The fate of three Constitutional Amendments is still hanging in the balance about six weeks from election day Nov. 6, and another three Amendments may suddenly be in a quandary.
The good news: There’s been some movement on reaching a conclusion on Amendments 7, 9 and 11 at the Florida Supreme Court.
As of noon Friday, lawyers on both sides of the case related to Amendments 7, 9 and 11 have filed legal briefs in the high court, and a final brief will be filed Monday.
It’s not clear if the Supreme Court will hear oral arguments before ruling on whether the Amendments will stay on the ballot or not.
The Amendments — 7, 9 and 11 — relate to topics ranging from oil drilling to vaping and certain death benefits.
At issue is that each of those Amendments involve more than one subject – which became the crux of a lawsuit over “bundling” that forces voters to say “yes” on topic they oppose to pass a topic they support, or vice versa.

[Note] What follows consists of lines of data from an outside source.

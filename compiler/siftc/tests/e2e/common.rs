use std::io::Cursor;
use std::sync::Arc;

use sift_diagnostic::Error;
use siftc::{Config, Session};

/// Run `args` (as given on the command line) over `input`.
pub fn sift(args: &[&str], input: &str) -> Result<String, Error> {
    let config = Config::from_args(args.iter().map(ToString::to_string)).unwrap();
    let source = config.source().unwrap();
    let session = Session::new(Arc::new(sift_eval::default_registry()), config.map_mode)
        .with_seed(config.seed);
    siftc::execute(session, &config, &source, Cursor::new(input.to_string()))
}

/// Like [`sift`] with key-ordered maps, expecting success.
pub fn sorted(expression: &str, input: &str) -> String {
    sift(&["-s", expression], input).unwrap()
}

In addition, Amendments 6, 8 and 10 are also bundled, and lawyers on Friday argued that the Supreme Court could also consider these Amendments to be unconstitutional and strike them from the ballot.

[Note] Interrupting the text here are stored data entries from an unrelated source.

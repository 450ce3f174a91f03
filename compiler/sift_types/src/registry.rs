//! Function registry.
//!
//! Functions are registered either for one exact argument type or through a
//! checker that inspects the argument type and returns a [`Resolution`] when
//! it accepts it. Lookup tries exact entries first, then checkers in
//! registration order; the first match wins.

use std::fmt;
use std::sync::Arc;

use rustc_hash::FxHashMap;
use sift_diagnostic::not_implemented;
use sift_ir::Type;
use sift_value::{native, LiftSeq, MapMode, NativeFn, Sequence, Value};

/// A resolved call: result type, native and optional output prototype.
#[derive(Clone)]
pub struct Resolution {
    pub result: Type,
    pub native: NativeFn,
    /// Holder the native starts from; the executor uses a type-directed
    /// default when absent.
    pub prototype: Option<Value>,
}

impl Resolution {
    pub fn new(result: Type, native: NativeFn) -> Self {
        Resolution {
            result,
            native,
            prototype: None,
        }
    }

    #[must_use]
    pub fn with_prototype(mut self, prototype: Value) -> Self {
        self.prototype = Some(prototype);
        self
    }
}

impl fmt::Debug for Resolution {
    fn fmt(&self, f: &mut fmt::Formatter<'_>) -> fmt::Result {
        f.debug_struct("Resolution")
            .field("result", &self.result)
            .field("prototype", &self.prototype)
            .finish_non_exhaustive()
    }
}

/// Polymorphic resolver for one function name.
pub type Checker = Arc<dyn Fn(&Type) -> Option<Resolution> + Send + Sync>;

#[derive(Default)]
struct Overloads {
    exact: Vec<(Type, Resolution)>,
    poly: Vec<Checker>,
}

#[derive(Default)]
pub struct Registry {
    functions: FxHashMap<String, Overloads>,
}

impl Registry {
    pub fn new() -> Self {
        Registry::default()
    }

    /// Register `name` for exactly `arg`.
    pub fn register(&mut self, name: &str, arg: Type, result: Type, native: NativeFn) {
        self.functions
            .entry(name.to_string())
            .or_default()
            .exact
            .push((arg, Resolution::new(result, native)));
    }

    /// Register a checker for `name`.
    pub fn register_poly<F>(&mut self, name: &str, checker: F)
    where
        F: Fn(&Type) -> Option<Resolution> + Send + Sync + 'static,
    {
        self.functions
            .entry(name.to_string())
            .or_default()
            .poly
            .push(Arc::new(checker));
    }

    pub fn contains(&self, name: &str) -> bool {
        self.functions.contains_key(name)
    }

    /// Exact entries, then checkers in registration order.
    pub fn lookup(&self, name: &str, arg: &Type) -> Option<Resolution> {
        let overloads = self.functions.get(name)?;
        if let Some((_, res)) = overloads.exact.iter().find(|(t, _)| t == arg) {
            return Some(res.clone());
        }
        overloads.poly.iter().find_map(|check| check(arg))
    }

    /// [`Registry::lookup`], falling back to lifting the call over a
    /// sequence argument (or a tuple whose first field is a sequence).
    ///
    /// A sequence of sequences is never lifted: a function that rejects it
    /// stays rejected instead of being applied to every inner sequence.
    pub fn resolve(&self, name: &str, arg: &Type, mode: MapMode) -> Option<Resolution> {
        if let Some(res) = self.lookup(name, arg) {
            return Some(res);
        }
        match arg {
            Type::Seq(elem) if matches!(**elem, Type::Seq(_)) => None,
            Type::Seq(elem) => {
                let inner = self.resolve(name, elem, mode)?;
                tracing::trace!(name, %arg, "lifted over sequence");
                Some(lift(inner, false, mode))
            }
            Type::Tuple(fields) => {
                let (Type::Seq(elem), rest) = fields.split_first()? else {
                    return None;
                };
                if matches!(**elem, Type::Seq(_)) {
                    return None;
                }
                let mut per_element = Vec::with_capacity(fields.len());
                per_element.push((**elem).clone());
                per_element.extend(rest.iter().cloned());
                let inner = self.resolve(name, &Type::tuple(per_element), mode)?;
                tracing::trace!(name, %arg, "lifted over leading sequence");
                Some(lift(inner, true, mode))
            }
            _ => None,
        }
    }
}

/// Apply `inner` lazily to every element of the incoming sequence.
pub fn lift(inner: Resolution, with_rest: bool, mode: MapMode) -> Resolution {
    let Resolution {
        result,
        native: element_native,
        prototype,
    } = inner;
    let holder = prototype.unwrap_or_else(|| Value::default_for(&result, mode));
    let lifted = native(move |input, out| {
        let (upstream, rest) = match (input, with_rest) {
            (Value::Seq(seq), false) => (seq.clone(), None),
            (Value::Tuple(items), true) => match items.split_first() {
                Some((Value::Seq(seq), rest)) => (seq.clone(), Some(rest.to_vec())),
                _ => return Err(not_implemented("lifted call")),
            },
            _ => return Err(not_implemented("lifted call")),
        };
        let adaptor = LiftSeq::new(upstream, rest, Arc::clone(&element_native), holder.clone());
        *out = Value::seq(Sequence::new(adaptor));
        Ok(())
    });
    Resolution::new(Type::seq(result), lifted)
}

#[cfg(test)]
#[allow(
    clippy::unwrap_used,
    reason = "tests use unwrap to panic on unexpected state"
)]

What’s confusing is that Amendment 8 – an education-related measure – was already removed from the ballot by the Supreme Court earlier this month. And the Court also ruled to keep both 6 and 10 on the ballot. Amendment 6 relates in part to crime victim rights and rights for the accused and is commonly known as Marsy’s Law, and 10 is related in part to elected, rather than appointed, county-level officials.
“If it should be appropriate to do so, this Court should also remove Amendments 6, 8, and 10 from the ballot on unlawful bundling grounds and 6 and 10 on misleading ballot language grounds,” Friday’s brief states.
As to Amendment 7, 9 and 11, a Tallahassee judge ruled earlier this month to strike the three Amendments off the Nov. 6 ballot, but Florida’s Secretary of State appealed to keep the measures on. That appeal made its way to the Florida Supreme Court.
Here is the ballot summary for each of those three Amendments:
Amendment 7: “Grants mandatory payment of death benefits and waiver of certain educational expenses to qualifying survivors of certain first responders and military members who die performing official duties. Requires super-majority votes by university trustees and state university system board of governors to raise or impose all legislatively authorized fees if law requires approval by those bodies. Establishes existing state college system as constitutional entity; provides governance structure.”
Amendment 9: “Prohibits drilling for the exploration or extraction of oil and natural gas beneath all state-owned waters between the mean high-water line and the state’s outermost territorial boundaries. Adds use of vapor-generating electronic devices to current prohibition of tobacco smoking in enclosed indoor workplaces with exceptions; permits more restrictive local vapor ordinances.”
Amendment 11: “Removes discriminatory language related to real property rights. Removes obsolete language repealed by voters. Deletes provision that amendment of a criminal statute will not affect prosecution or penalties for a crime committed before the amendment; retains current provision allowing prosecution of a crime committed before the repeal of a criminal statute.”